§ **THE TASK**: Match the string "crate" against each line below, and copy every line that matches.

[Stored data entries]
[Start of section]

// Copyright 2021-2022 Farcaster Devs
//
// This library is free software; you can redistribute it and/or
// modify it under the terms of the GNU Lesser General Public
// License as published by the Free Software Foundation; either
// version 3 of the License, or (at your option) any later version.
//
// This library is distributed in the hope that it will be useful,
// but WITHOUT ANY WARRANTY; without even the implied warranty of
// MERCHANTABILITY or FITNESS FOR A PARTICULAR PURPOSE. See the GNU
// Lesser General Public License for more details.
//
// You should have received a copy of the GNU Lesser General Public
// License along with this library; if not, write to the Free Software
// Foundation, Inc., 51 Franklin Street, Fifth Floor, Boston, MA 02110-1301, USA

//! The hash time locked contract: a script paying to the recipient against the secret, or back to
//! the refund key once the locktime is reached.
//!
//! ```text
//! OP_IF
//!     OP_SIZE 32 OP_EQUALVERIFY <hash op> <secret hash> OP_EQUALVERIFY
//!     OP_DUP OP_HASH160 <recipient pubkey hash>
//! OP_ELSE
//!     <locktime> OP_CHECKLOCKTIMEVERIFY OP_DROP
//!     OP_DUP OP_HASH160 <refund pubkey hash>
//! OP_ENDIF
//! OP_EQUALVERIFY OP_CHECKSIG
//! ```
//!
//! Only scripts byte-for-byte equal to this template are accepted when parsing.

use std::fmt;

use bitcoin::blockdata::opcodes;
use bitcoin::blockdata::script::{Builder, Instruction, Instructions, Script};
use bitcoin::hash_types::PubkeyHash;
use bitcoin::hashes::Hash;
use bitcoin::Address;
use serde::{Deserialize, Serialize};

use crate::bitcoin::address::{contract_address, pkh_address, pubkey_hash};
use crate::bitcoin::timelock::CltvLocktime;
use crate::bitcoin::ChainProfile;
use crate::consensus::{self, CanonicalBytes};
use crate::crypto::{HashAlgorithm, SecretHash, SECRET_SIZE};
use crate::syncer::ChainTip;
use crate::Error;

/// Branch of the contract executed by a spend.
#[derive(Debug, Clone, Copy, Hash, PartialEq, Eq, Display, Serialize, Deserialize)]
#[display(Debug)]
pub enum ScriptPath {
    /// Secret branch, pays the recipient.
    Redeem,
    /// Timelock branch, pays back the refund key.
    Refund,
}

/// Parameters a contract commits to.
#[derive(Debug, Clone, Hash, PartialEq, Eq, Serialize, Deserialize)]
pub struct ContractParams {
    pub recipient: PubkeyHash,
    pub refund: PubkeyHash,
    pub secret_hash: SecretHash,
    pub locktime: CltvLocktime,
}

/// A contract script along with the parameters it was built from or decoded into.
#[derive(Debug, Clone, PartialEq, Eq)]
pub struct Contract {
    script: Script,
    params: ContractParams,
}

fn malformed(reason: impl fmt::Display) -> Error {
    Error::MalformedContract(reason.to_string())
}

/// Decode the locktime operand of `OP_CHECKLOCKTIMEVERIFY`: a minimally encoded, non negative
/// script number of at most 5 bytes.
fn read_locktime(bytes: &[u8]) -> Result<u32, Error> {
    let (last, rest) = bytes
        .split_last()
        .ok_or_else(|| malformed("empty locktime push"))?;
    if bytes.len() > 5 {
        return Err(malformed("locktime exceeds 5 bytes"));
    }
    if *last & 0x7f == 0 && rest.last().map_or(true, |b| b & 0x80 == 0) {
        return Err(malformed("locktime is not minimally encoded"));
    }
    if *last & 0x80 != 0 {
        return Err(malformed("locktime must be positive"));
    }
    let value = bytes
        .iter()
        .rev()
        .fold(0u64, |acc, b| (acc << 8) | *b as u64);
    u32::try_from(value).map_err(|_| malformed(format!("locktime {} exceeds u32", value)))
}

fn hash_opcode(algorithm: HashAlgorithm) -> opcodes::All {
    match algorithm {
        HashAlgorithm::Sha256 => opcodes::all::OP_SHA256,
        HashAlgorithm::Ripemd160 => opcodes::all::OP_RIPEMD160,
    }
}

fn expect_op(ints: &mut Instructions, expected: opcodes::All) -> Result<(), Error> {
    ints.next()
        .ok_or_else(|| malformed(format!("missing {:?}", expected)))
        .map_or_else(Err, |v| match v {
            Ok(Instruction::Op(op)) if op == expected => Ok(()),
            Ok(found) => Err(malformed(format!(
                "expected {:?}, found {:?}",
                expected, found
            ))),
            Err(e) => Err(malformed(e)),
        })
}

fn expect_push<'a>(ints: &mut Instructions<'a>, name: &str) -> Result<&'a [u8], Error> {
    ints.next()
        .ok_or_else(|| malformed(format!("missing {}", name)))
        .map_or_else(Err, |v| match v {
            Ok(Instruction::PushBytes(b)) => Ok(b),
            Ok(found) => Err(malformed(format!(
                "expected {} push, found {:?}",
                name, found
            ))),
            Err(e) => Err(malformed(e)),
        })
}

fn expect_pubkey_hash(ints: &mut Instructions, name: &str) -> Result<PubkeyHash, Error> {
    let bytes = expect_push(ints, name)?;
    PubkeyHash::from_slice(bytes).map_err(|_| {
        malformed(format!(
            "{} must be 20 bytes, found {} bytes",
            name,
            bytes.len()
        ))
    })
}

impl Contract {
    /// Serialize the parameters into the canonical contract script.
    pub fn script(params: &ContractParams) -> Script {
        let ContractParams {
            recipient,
            refund,
            secret_hash,
            locktime,
        } = params;
        Builder::new()
            .push_opcode(opcodes::all::OP_IF)
            .push_opcode(opcodes::all::OP_SIZE)
            .push_int(SECRET_SIZE as i64)
            .push_opcode(opcodes::all::OP_EQUALVERIFY)
            .push_opcode(hash_opcode(secret_hash.algorithm()))
            .push_slice(secret_hash.as_bytes())
            .push_opcode(opcodes::all::OP_EQUALVERIFY)
            .push_opcode(opcodes::all::OP_DUP)
            .push_opcode(opcodes::all::OP_HASH160)
            .push_slice(&recipient[..])
            .push_opcode(opcodes::all::OP_ELSE)
            .push_int(locktime.as_u32().into())
            .push_opcode(opcodes::all::OP_CLTV)
            .push_opcode(opcodes::all::OP_DROP)
            .push_opcode(opcodes::all::OP_DUP)
            .push_opcode(opcodes::all::OP_HASH160)
            .push_slice(&refund[..])
            .push_opcode(opcodes::all::OP_ENDIF)
            .push_opcode(opcodes::all::OP_EQUALVERIFY)
            .push_opcode(opcodes::all::OP_CHECKSIG)
            .into_script()
    }

    /// Decode the parameters of a script following the contract template exactly. Any deviation
    /// is a [`Error::MalformedContract`].
    pub fn from_script(s: &Script) -> Result<ContractParams, Error> {
        use bitcoin::blockdata::opcodes::all;

        let mut ints = s.instructions_minimal();

        // Secret branch
        expect_op(&mut ints, all::OP_IF)?;
        expect_op(&mut ints, all::OP_SIZE)?;
        let size = expect_push(&mut ints, "secret size")?;
        if size != [SECRET_SIZE as u8] {
            return Err(malformed(format!(
                "secret size must be {}, found {}",
                SECRET_SIZE,
                hex::encode(size)
            )));
        }
        expect_op(&mut ints, all::OP_EQUALVERIFY)?;
        let algorithm = ints
            .next()
            .ok_or_else(|| malformed("missing hash opcode"))
            .map_or_else(Err, |v| match v {
                Ok(Instruction::Op(all::OP_SHA256)) => Ok(HashAlgorithm::Sha256),
                Ok(Instruction::Op(all::OP_RIPEMD160)) => Ok(HashAlgorithm::Ripemd160),
                Ok(found) => Err(malformed(format!(
                    "expected OP_SHA256 or OP_RIPEMD160, found {:?}",
                    found
                ))),
                Err(e) => Err(malformed(e)),
            })?;
        let digest = expect_push(&mut ints, "secret hash")?;
        let secret_hash = SecretHash::new(algorithm, digest.to_vec()).map_err(|_| {
            malformed(format!(
                "{} secret hash must be {} bytes, found {} bytes",
                algorithm,
                algorithm.digest_len(),
                digest.len()
            ))
        })?;
        expect_op(&mut ints, all::OP_EQUALVERIFY)?;
        expect_op(&mut ints, all::OP_DUP)?;
        expect_op(&mut ints, all::OP_HASH160)?;
        let recipient = expect_pubkey_hash(&mut ints, "recipient pubkey hash")?;

        // Timelock branch
        expect_op(&mut ints, all::OP_ELSE)?;
        let locktime = ints
            .next()
            .ok_or_else(|| malformed("missing locktime"))
            .map_or_else(Err, |v| match v {
                Ok(Instruction::PushBytes(b)) => read_locktime(b),
                Ok(Instruction::Op(op))
                    if op.into_u8() >= all::OP_PUSHNUM_1.into_u8()
                        && op.into_u8() <= all::OP_PUSHNUM_16.into_u8() =>
                {
                    Ok((op.into_u8() - all::OP_PUSHNUM_1.into_u8() + 1) as u32)
                }
                Ok(found) => Err(malformed(format!("expected locktime, found {:?}", found))),
                Err(e) => Err(malformed(e)),
            })?;
        let locktime = CltvLocktime::new(locktime);
        expect_op(&mut ints, all::OP_CLTV)?;
        expect_op(&mut ints, all::OP_DROP)?;
        expect_op(&mut ints, all::OP_DUP)?;
        expect_op(&mut ints, all::OP_HASH160)?;
        let refund = expect_pubkey_hash(&mut ints, "refund pubkey hash")?;

        // Common tail
        expect_op(&mut ints, all::OP_ENDIF)?;
        expect_op(&mut ints, all::OP_EQUALVERIFY)?;
        expect_op(&mut ints, all::OP_CHECKSIG)?;

        // Script done, return an error if some error or some instruction
        if let Some(v) = ints.next() {
            return match v {
                Ok(_) => Err(malformed("Too many opcodes")),
                Err(e) => Err(malformed(e)),
            };
        }

        let params = ContractParams {
            recipient,
            refund,
            secret_hash,
            locktime,
        };
        // Minimal pushes are enforced by the iterator, numbers must be minimal too
        if Self::script(&params) != *s {
            return Err(malformed("contract is not canonically encoded"));
        }
        Ok(params)
    }

    /// Build a new contract after validating every parameter against the profile and the current
    /// chain tip.
    pub fn build(
        profile: &impl ChainProfile,
        recipient: &Address,
        refund: &Address,
        secret_hash: SecretHash,
        locktime: CltvLocktime,
        now: &ChainTip,
    ) -> Result<Self, Error> {
        let network = profile.bitcoin_network();
        let recipient = pubkey_hash(recipient, network)?;
        let refund = pubkey_hash(refund, network)?;
        if recipient == refund {
            return Err(Error::InvalidParameter(format!(
                "recipient and refund must differ, both are {}",
                recipient
            )));
        }
        if secret_hash.algorithm() != profile.hash_algorithm() {
            return Err(Error::InvalidParameter(format!(
                "secret hash algorithm must be {}, found {}",
                profile.hash_algorithm(),
                secret_hash.algorithm()
            )));
        }
        let semantics = profile.locktime_semantics();
        if locktime.semantics() != semantics {
            return Err(Error::InvalidParameter(format!(
                "locktime {} must be a {}, found a {}",
                locktime,
                semantics,
                locktime.semantics()
            )));
        }
        let margin = semantics.safety_margin();
        if locktime.remaining(now) < margin as i64 {
            return Err(Error::InvalidParameter(format!(
                "locktime {} must be at least {} past the current {}",
                locktime,
                margin,
                semantics.current(now)
            )));
        }

        let params = ContractParams {
            recipient,
            refund,
            secret_hash,
            locktime,
        };
        let script = Self::script(&params);
        debug!("built contract {}", hex::encode(script.as_bytes()));
        Ok(Self { script, params })
    }

    /// Decode a serialized contract and check it against the profile hash lock.
    pub fn parse(profile: &impl ChainProfile, bytes: &[u8]) -> Result<Self, Error> {
        let script = Script::from(bytes.to_vec());
        let params = Self::from_script(&script)?;
        if params.secret_hash.algorithm() != profile.hash_algorithm() {
            return Err(malformed(format!(
                "hash lock must use {}, found {}",
                profile.hash_algorithm(),
                params.secret_hash.algorithm()
            )));
        }
        Ok(Self { script, params })
    }

    pub fn params(&self) -> &ContractParams {
        &self.params
    }

    pub fn as_script(&self) -> &Script {
        &self.script
    }

    /// Address of the contract output for the profile template and network.
    pub fn address(&self, profile: &impl ChainProfile) -> Address {
        contract_address(
            &self.script,
            profile.script_template(),
            profile.bitcoin_network(),
        )
    }

    /// Address paid by a redeem transaction.
    pub fn recipient_address(&self, profile: &impl ChainProfile) -> Address {
        pkh_address(
            &self.params.recipient,
            profile.script_template(),
            profile.bitcoin_network(),
        )
    }

    /// Address paid by a refund transaction.
    pub fn refund_address(&self, profile: &impl ChainProfile) -> Address {
        pkh_address(
            &self.params.refund,
            profile.script_template(),
            profile.bitcoin_network(),
        )
    }

    /// Public key hash allowed to sign a spend through the given branch.
    pub fn signer(&self, path: ScriptPath) -> PubkeyHash {
        match path {
            ScriptPath::Redeem => self.params.recipient,
            ScriptPath::Refund => self.params.refund,
        }
    }
}

impl fmt::Display for Contract {
    fn fmt(&self, f: &mut fmt::Formatter) -> fmt::Result {
        f.write_str(&consensus::serialize_hex(self))
    }
}

impl CanonicalBytes for Contract {
    fn as_canonical_bytes(&self) -> Vec<u8> {
        self.script.to_bytes()
    }

    fn from_canonical_bytes(bytes: &[u8]) -> Result<Self, consensus::Error>
    where
        Self: Sized,
    {
        let script = Script::from(bytes.to_vec());
        let params = Self::from_script(&script).map_err(consensus::Error::new)?;
        Ok(Self { script, params })
    }
}

/// Build a contract, see [`Contract::build`].
pub fn build_contract(
    profile: &impl ChainProfile,
    recipient: &Address,
    refund: &Address,
    secret_hash: SecretHash,
    locktime: CltvLocktime,
    now: &ChainTip,
) -> Result<Contract, Error> {
    Contract::build(profile, recipient, refund, secret_hash, locktime, now)
}

/// Decode the parameters of a serialized contract, see [`Contract::parse`].
pub fn parse_contract(profile: &impl ChainProfile, bytes: &[u8]) -> Result<ContractParams, Error> {
    Contract::parse(profile, bytes).map(|contract| contract.params)
}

[End of section]

§ **SOLUTION FOR THIS PROBLEM**:
use crate::bitcoin::address::{contract_address, pkh_address, pubkey_hash};
use crate::bitcoin::timelock::CltvLocktime;
use crate::bitcoin::ChainProfile;
use crate::consensus::{self, CanonicalBytes};
use crate::crypto::{HashAlgorithm, SecretHash, SECRET_SIZE};
use crate::syncer::ChainTip;
use crate::Error;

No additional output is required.